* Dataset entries
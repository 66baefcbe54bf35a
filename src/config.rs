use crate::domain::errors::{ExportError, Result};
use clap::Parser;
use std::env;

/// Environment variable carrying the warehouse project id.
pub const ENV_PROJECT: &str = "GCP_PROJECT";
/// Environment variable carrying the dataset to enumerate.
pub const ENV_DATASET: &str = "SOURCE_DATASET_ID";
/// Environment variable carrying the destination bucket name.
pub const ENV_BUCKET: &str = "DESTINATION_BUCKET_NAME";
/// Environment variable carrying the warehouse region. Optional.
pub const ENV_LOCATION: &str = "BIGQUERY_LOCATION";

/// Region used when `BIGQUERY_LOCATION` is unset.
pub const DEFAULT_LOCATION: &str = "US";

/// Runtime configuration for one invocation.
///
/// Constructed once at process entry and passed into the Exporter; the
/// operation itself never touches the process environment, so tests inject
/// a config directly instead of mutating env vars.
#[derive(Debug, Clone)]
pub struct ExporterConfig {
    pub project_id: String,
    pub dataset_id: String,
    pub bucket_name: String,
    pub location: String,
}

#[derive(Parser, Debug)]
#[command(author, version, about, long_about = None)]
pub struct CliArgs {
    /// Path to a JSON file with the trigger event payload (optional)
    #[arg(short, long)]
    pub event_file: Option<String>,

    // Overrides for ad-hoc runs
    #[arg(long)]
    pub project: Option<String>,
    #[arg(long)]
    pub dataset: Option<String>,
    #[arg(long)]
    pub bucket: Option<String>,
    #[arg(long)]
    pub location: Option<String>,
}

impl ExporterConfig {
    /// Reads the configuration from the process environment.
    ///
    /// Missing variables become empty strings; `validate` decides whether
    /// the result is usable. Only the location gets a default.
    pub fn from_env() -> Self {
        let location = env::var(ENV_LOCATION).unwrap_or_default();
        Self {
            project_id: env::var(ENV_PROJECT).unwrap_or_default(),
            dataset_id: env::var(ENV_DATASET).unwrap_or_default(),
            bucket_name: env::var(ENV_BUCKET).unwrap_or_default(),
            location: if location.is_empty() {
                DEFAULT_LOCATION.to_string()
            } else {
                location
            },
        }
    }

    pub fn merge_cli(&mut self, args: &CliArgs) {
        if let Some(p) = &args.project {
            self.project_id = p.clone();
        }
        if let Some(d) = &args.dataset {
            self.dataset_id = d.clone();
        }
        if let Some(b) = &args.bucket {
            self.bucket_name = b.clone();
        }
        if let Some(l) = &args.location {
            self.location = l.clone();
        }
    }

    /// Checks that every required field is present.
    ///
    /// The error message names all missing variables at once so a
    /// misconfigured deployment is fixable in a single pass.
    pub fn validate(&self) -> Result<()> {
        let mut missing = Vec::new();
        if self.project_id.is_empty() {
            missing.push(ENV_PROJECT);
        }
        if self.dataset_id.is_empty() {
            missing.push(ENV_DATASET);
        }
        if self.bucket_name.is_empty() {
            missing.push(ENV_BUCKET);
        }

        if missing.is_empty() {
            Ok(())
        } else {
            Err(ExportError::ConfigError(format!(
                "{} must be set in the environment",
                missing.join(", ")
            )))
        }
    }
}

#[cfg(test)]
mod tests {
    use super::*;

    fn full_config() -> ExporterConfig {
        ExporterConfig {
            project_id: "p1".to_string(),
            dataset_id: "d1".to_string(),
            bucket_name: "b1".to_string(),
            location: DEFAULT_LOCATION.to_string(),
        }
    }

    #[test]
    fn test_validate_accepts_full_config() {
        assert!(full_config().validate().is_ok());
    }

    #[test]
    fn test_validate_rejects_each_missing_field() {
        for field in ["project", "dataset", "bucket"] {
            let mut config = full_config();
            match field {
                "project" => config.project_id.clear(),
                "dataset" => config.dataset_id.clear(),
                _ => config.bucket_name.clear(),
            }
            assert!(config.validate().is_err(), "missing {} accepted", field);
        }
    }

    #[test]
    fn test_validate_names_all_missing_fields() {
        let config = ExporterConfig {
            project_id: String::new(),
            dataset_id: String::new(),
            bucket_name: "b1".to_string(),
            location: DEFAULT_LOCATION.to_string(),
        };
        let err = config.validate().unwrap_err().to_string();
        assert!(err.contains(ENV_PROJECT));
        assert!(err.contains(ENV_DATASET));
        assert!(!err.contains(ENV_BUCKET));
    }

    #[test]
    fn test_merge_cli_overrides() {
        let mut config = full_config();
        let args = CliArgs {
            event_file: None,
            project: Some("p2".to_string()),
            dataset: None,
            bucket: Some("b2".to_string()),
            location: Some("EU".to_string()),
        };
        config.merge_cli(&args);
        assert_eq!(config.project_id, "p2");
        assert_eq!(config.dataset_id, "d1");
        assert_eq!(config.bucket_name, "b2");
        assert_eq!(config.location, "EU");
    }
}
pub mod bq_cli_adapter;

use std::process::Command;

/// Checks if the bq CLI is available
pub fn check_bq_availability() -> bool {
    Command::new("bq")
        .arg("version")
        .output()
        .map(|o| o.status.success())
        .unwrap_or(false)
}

--

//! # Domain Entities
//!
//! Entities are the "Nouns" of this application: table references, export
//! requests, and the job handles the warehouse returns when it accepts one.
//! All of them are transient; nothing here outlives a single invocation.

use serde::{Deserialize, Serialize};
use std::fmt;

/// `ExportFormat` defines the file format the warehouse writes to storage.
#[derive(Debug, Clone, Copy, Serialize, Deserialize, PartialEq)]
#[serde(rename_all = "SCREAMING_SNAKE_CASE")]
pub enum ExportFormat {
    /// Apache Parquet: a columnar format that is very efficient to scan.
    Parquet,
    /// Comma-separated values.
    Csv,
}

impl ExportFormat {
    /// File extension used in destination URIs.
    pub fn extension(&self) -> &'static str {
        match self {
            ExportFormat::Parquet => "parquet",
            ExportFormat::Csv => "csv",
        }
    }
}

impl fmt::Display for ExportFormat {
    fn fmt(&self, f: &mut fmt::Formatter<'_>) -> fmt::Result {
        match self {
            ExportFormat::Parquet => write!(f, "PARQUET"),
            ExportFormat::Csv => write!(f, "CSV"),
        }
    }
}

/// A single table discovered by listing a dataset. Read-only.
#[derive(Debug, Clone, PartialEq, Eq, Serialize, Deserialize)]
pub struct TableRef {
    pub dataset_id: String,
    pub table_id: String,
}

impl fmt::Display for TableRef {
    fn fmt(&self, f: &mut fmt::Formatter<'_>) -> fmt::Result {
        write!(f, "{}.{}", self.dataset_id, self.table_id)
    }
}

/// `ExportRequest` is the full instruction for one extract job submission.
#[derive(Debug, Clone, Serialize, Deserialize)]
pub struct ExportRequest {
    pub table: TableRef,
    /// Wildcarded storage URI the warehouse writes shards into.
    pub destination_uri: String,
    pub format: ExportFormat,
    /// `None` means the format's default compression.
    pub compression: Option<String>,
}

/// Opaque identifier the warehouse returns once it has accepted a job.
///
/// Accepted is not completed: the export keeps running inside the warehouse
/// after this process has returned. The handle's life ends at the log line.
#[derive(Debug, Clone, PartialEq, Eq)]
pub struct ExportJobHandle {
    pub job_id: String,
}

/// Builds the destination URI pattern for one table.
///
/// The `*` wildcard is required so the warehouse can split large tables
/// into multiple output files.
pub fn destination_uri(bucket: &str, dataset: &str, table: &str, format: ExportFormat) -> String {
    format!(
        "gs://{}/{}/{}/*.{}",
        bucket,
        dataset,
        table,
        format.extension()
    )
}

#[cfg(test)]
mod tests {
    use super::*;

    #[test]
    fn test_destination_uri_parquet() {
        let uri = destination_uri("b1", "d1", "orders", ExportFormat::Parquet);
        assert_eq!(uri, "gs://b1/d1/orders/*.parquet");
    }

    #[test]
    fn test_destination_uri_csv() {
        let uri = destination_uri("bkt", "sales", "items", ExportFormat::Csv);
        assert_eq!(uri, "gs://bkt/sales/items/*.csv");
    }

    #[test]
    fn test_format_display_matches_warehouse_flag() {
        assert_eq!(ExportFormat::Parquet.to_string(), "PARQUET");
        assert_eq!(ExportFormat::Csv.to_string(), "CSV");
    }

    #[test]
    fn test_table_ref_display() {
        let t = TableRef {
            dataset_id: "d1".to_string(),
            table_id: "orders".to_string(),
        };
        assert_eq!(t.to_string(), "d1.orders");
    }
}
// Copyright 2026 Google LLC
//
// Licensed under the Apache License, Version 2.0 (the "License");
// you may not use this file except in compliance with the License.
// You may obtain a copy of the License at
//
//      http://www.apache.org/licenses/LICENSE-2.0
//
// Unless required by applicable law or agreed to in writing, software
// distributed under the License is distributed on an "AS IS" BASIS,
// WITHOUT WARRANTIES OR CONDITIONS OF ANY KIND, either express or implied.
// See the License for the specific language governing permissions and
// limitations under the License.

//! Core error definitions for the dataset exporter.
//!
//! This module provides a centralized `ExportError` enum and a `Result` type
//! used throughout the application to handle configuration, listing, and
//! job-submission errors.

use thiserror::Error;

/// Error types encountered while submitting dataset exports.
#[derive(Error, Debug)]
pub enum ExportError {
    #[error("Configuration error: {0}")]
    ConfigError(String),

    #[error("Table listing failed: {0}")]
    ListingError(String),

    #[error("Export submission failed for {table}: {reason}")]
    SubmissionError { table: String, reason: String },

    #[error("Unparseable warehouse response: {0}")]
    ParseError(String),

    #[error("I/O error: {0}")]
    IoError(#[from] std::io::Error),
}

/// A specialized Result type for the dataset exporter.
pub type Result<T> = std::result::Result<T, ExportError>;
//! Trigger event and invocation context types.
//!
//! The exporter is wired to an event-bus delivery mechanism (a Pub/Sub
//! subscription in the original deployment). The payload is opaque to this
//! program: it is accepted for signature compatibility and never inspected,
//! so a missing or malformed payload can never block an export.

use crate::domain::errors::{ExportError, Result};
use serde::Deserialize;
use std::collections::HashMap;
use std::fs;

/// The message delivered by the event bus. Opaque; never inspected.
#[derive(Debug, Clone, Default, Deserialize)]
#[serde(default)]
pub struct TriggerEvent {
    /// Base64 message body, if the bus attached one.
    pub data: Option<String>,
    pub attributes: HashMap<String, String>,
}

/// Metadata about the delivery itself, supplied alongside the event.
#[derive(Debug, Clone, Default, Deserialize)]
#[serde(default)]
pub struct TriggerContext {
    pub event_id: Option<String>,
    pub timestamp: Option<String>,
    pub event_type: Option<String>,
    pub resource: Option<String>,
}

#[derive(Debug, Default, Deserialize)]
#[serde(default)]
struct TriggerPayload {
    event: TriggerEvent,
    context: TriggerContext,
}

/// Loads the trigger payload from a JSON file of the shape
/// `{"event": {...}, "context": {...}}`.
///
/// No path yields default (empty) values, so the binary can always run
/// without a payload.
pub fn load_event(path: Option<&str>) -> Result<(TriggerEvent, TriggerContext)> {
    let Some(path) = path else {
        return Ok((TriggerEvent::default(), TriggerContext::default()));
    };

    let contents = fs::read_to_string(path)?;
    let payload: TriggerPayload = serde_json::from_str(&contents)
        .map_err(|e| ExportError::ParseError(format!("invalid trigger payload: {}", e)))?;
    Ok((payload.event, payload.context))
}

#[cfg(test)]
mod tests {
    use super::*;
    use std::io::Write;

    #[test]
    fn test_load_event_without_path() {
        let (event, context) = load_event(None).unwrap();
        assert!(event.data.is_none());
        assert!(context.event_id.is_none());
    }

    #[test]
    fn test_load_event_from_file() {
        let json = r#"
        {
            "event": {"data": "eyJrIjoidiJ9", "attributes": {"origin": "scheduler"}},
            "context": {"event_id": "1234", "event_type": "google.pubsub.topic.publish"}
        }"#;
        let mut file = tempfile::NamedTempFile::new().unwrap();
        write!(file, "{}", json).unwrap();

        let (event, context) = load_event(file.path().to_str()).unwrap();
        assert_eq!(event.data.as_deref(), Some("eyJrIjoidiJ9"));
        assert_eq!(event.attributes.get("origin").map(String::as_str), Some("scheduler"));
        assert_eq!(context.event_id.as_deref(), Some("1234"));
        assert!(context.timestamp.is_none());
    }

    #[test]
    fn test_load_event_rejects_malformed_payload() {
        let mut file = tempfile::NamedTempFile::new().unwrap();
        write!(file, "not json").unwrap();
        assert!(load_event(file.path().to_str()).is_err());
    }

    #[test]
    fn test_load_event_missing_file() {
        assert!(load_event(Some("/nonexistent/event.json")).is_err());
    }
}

--

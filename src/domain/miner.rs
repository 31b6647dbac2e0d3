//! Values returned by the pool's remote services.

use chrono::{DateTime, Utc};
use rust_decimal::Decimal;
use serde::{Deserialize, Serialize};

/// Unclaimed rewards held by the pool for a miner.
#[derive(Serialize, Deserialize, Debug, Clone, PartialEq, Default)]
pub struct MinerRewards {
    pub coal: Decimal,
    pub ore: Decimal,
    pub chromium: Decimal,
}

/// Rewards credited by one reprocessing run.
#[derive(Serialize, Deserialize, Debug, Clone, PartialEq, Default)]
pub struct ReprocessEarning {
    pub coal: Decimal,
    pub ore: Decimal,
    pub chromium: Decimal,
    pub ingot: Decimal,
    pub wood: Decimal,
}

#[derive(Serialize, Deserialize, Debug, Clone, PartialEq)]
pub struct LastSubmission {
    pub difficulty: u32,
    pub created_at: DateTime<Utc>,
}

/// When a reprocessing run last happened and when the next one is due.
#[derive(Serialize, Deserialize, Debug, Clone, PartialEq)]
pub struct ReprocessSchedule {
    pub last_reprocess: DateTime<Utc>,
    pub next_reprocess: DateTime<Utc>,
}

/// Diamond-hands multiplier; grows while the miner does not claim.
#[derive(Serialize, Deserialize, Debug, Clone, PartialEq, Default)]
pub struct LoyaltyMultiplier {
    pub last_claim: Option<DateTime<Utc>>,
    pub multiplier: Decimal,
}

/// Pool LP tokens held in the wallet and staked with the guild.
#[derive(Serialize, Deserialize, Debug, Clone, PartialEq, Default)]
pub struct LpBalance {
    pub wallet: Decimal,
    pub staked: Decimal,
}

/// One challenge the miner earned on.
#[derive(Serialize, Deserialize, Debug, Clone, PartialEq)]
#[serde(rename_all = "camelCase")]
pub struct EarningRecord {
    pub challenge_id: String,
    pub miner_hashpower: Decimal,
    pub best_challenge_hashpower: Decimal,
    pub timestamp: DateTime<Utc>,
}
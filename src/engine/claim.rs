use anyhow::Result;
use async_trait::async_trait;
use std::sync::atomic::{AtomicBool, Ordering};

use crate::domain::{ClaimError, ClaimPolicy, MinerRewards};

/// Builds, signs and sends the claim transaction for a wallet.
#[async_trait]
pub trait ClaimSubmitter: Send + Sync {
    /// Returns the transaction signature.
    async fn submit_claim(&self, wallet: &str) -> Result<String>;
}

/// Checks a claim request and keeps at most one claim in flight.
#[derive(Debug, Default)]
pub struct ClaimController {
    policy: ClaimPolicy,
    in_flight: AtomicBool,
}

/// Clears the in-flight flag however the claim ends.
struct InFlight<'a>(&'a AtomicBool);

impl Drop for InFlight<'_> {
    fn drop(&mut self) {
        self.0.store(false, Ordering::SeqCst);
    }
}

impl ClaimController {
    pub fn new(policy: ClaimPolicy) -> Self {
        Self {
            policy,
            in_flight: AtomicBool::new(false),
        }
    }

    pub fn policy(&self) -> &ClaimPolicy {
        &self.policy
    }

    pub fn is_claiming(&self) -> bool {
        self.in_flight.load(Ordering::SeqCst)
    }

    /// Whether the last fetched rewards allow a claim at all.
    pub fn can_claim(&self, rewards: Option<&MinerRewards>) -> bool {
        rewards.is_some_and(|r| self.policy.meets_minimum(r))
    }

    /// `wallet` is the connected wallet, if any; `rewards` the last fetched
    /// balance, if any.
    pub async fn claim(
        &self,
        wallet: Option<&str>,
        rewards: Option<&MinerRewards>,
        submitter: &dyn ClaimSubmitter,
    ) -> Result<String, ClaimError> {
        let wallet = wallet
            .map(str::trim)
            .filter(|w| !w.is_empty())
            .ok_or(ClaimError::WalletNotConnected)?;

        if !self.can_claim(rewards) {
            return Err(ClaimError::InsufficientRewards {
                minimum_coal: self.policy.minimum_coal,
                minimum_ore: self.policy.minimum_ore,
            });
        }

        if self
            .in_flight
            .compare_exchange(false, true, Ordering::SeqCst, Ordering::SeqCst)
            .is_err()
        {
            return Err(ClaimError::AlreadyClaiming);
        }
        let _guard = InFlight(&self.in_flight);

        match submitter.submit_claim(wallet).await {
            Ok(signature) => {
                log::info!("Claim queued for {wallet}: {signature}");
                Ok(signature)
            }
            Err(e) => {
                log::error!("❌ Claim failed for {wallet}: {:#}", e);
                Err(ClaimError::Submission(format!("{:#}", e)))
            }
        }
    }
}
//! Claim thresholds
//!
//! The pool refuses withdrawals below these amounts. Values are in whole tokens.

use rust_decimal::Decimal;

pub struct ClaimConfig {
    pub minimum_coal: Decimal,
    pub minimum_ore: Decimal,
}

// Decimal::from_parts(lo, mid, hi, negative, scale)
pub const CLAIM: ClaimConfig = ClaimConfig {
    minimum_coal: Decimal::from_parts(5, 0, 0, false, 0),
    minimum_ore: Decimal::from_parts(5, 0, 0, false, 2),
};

* INSTRUCTIONS TO FOLLOW
Filter the lines above, keeping and copying those that contain "variables".

* ANSWER TO THE EXERCISE
    /// Missing variables become empty strings; `validate` decides whether
    /// The error message names all missing variables at once so a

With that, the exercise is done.